The 1st Battalion was commanded by Wodzinski and joined the French Northern Division led by General Jean Boudet, but soon to be replaced by General Bertrand Clauzel. Upon arrival on September 2, Charles Leclerc reckoned their strength as 984. By the end of November they were estimated to be 80 men who were then attached to the French 74th Line Infantry Demi-brigade. By September 23, 1803, French military records state that only 6 officers and 14 men were still alive.

===2nd Battalion===
The 2nd Battalion was commanded by Wojciech Bolesta and was assigned to Jean-Jacques Dessalines mixed division. It comprised eight regular companies plus accompany of grenadiers consisting of 775 men in all.

===3rd Battalion===
The 3rd Battalion were commanded by Franciszek Grabski. They were assigned to the Right Northern Division commanded by General Jean Baptiste Brunet. Of the original 21 officers and 768 soldiers only 634 men joined Brunet's division, the remainder being in hospital. The 3rd Company was under the command of Captain Sangowski, who understood little French.
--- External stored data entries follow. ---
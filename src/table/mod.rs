//! # Table Model
//!
//! The in-memory tabular model the codecs serialise: an ordered column
//! list plus two disjoint row lists (live and tombstoned).
//!
//! ## Two-Phase Lifecycle
//!
//! A table is created empty and passes through two phases:
//!
//! 1. **Columns mutable** — `add_column` accepts definitions, rows are
//!    rejected.
//! 2. **Locked** — after `lock()` the column set is frozen and rows may be
//!    appended until the table is serialised.
//!
//! There is no unlocking, no row or column mutation, and no deletion; a
//! "deleted" row is simply appended to the tombstone list and serialised
//! with the `0x2A` marker.
//!
//! ## Value Model
//!
//! Every field value is carried as a string at this layer, including the
//! binary-encoded types: integers and doubles as decimal text, timestamps
//! as `"<days> <ms>"`. The writer validates each value against its
//! column's type contract at serialisation time.

pub mod convert;

use crate::error::{ColumnAddError, RowAddError};
use crate::types::{Column, ColumnType};

/// Column list plus live and tombstoned rows, with the column-lock flag.
#[derive(Debug, Clone, Default)]
pub struct Table {
    columns: Vec<Column>,
    locked: bool,
    rows: Vec<Vec<String>>,
    deleted_rows: Vec<Vec<String>>,
}

impl Table {
    /// Creates an empty, unlocked table.
    pub fn new() -> Self {
        Self::default()
    }

    /// Appends a column definition.
    ///
    /// Fails once the table is locked. Width handling follows the type's
    /// rule: fixed-width types are corrected to their default (with an
    /// advisory log), variable-width types accept 1..=254.
    pub fn add_column(
        &mut self,
        name: impl Into<String>,
        column_type: ColumnType,
        width: usize,
    ) -> Result<(), ColumnAddError> {
        if self.locked {
            return Err(ColumnAddError::Locked);
        }
        self.columns.push(Column::new(name, column_type, width)?);
        Ok(())
    }

    /// Freezes the column set, enabling row insertion. One-way.
    pub fn lock(&mut self) {
        self.locked = true;
    }

    /// True while `add_column` is still accepted.
    pub fn can_add_columns(&self) -> bool {
        !self.locked
    }

    /// True once `lock()` has been called.
    pub fn is_locked(&self) -> bool {
        self.locked
    }

    /// Appends a live row. One string value per column, in column order.
    pub fn add_row(&mut self, values: Vec<String>) -> Result<(), RowAddError> {
        self.check_row(&values)?;
        self.rows.push(values);
        Ok(())
    }

    /// Appends a tombstoned row, serialised with the deleted marker.
    pub fn add_row_deleted(&mut self, values: Vec<String>) -> Result<(), RowAddError> {
        self.check_row(&values)?;
        self.deleted_rows.push(values);
        Ok(())
    }

    fn check_row(&self, values: &[String]) -> Result<(), RowAddError> {
        if !self.locked {
            return Err(RowAddError::ColumnsNotLocked);
        }
        if values.len() != self.columns.len() {
            return Err(RowAddError::ArityMismatch {
                expected: self.columns.len(),
                got: values.len(),
            });
        }
        Ok(())
    }

    /// Returns the column definitions in order.
    pub fn columns(&self) -> &[Column] {
        &self.columns
    }

    /// Returns the live rows in insertion order.
    pub fn rows(&self) -> &[Vec<String>] {
        &self.rows
    }

    /// Returns the tombstoned rows in insertion order.
    pub fn deleted_rows(&self) -> &[Vec<String>] {
        &self.deleted_rows
    }

    /// Total record count, live plus tombstoned.
    pub fn record_count(&self) -> usize {
        self.rows.len() + self.deleted_rows.len()
    }

    /// Serialised record byte length: one marker byte plus the column widths.
    pub fn record_len(&self) -> usize {
        1 + self
            .columns
            .iter()
            .map(|c| c.width() as usize)
            .sum::<usize>()
    }

    /// Rebuilds a locked table from decoded parts. Reader-only path; the
    /// columns carry the widths the file declared.
    pub(crate) fn from_decoded(
        columns: Vec<Column>,
        rows: Vec<Vec<String>>,
        deleted_rows: Vec<Vec<String>>,
    ) -> Self {
        Self {
            columns,
            locked: true,
            rows,
            deleted_rows,
        }
    }
}

#[cfg(test)]
mod tests {
    use super::*;

    fn two_column_table() -> Table {
        let mut table = Table::new();
        table.add_column("id", ColumnType::Numeric, 6).unwrap();
        table.add_column("name", ColumnType::Character, 20).unwrap();
        table
    }

    #[test]
    fn columns_rejected_after_lock() {
        let mut table = two_column_table();
        assert!(table.can_add_columns());
        table.lock();
        assert!(!table.can_add_columns());
        assert_eq!(
            table.add_column("late", ColumnType::Numeric, 4),
            Err(ColumnAddError::Locked)
        );
    }

    #[test]
    fn rows_rejected_before_lock() {
        let mut table = two_column_table();
        assert_eq!(
            table.add_row(vec!["1".into(), "a".into()]),
            Err(RowAddError::ColumnsNotLocked)
        );
        assert_eq!(
            table.add_row_deleted(vec!["1".into(), "a".into()]),
            Err(RowAddError::ColumnsNotLocked)
        );
    }

    #[test]
    fn arity_is_enforced() {
        let mut table = two_column_table();
        table.lock();
        assert_eq!(
            table.add_row(vec!["1".into()]),
            Err(RowAddError::ArityMismatch {
                expected: 2,
                got: 1
            })
        );
    }

    #[test]
    fn live_and_deleted_rows_stay_disjoint() {
        let mut table = two_column_table();
        table.lock();
        table.add_row(vec!["1".into(), "alice".into()]).unwrap();
        table.add_row(vec!["2".into(), "bob".into()]).unwrap();
        table
            .add_row_deleted(vec!["3".into(), "carol".into()])
            .unwrap();

        assert_eq!(table.rows().len(), 2);
        assert_eq!(table.deleted_rows().len(), 1);
        assert_eq!(table.record_count(), 3);
        assert_eq!(table.deleted_rows()[0][1], "carol");
    }

    #[test]
    fn record_len_counts_marker_and_widths() {
        let mut table = two_column_table();
        table.add_column("when", ColumnType::Date, 8).unwrap();
        assert_eq!(table.record_len(), 1 + 6 + 20 + 8);
    }
}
He unwisely led them into an exposed position at Dubrail, an unfortified plantation where they were attacked by the rebels. After running out of ammunition they surrendered, only for the rebels to start massacring them. However, Navarrez led some troops of the 86th Line Infantry Demi-brigade to their rescue, by which time only four were still alive, a total of thirty five having been killed. Sangowski, who had escaped by hiding in a swamp later died of pneumonia, thus avoiding court-martial.

== Bibliography ==

- Pachoński, Jan (1986). "Poland's Caribbean Tragedy: a Study of Polish Legions in The Haitian War of Independence 1802-1803"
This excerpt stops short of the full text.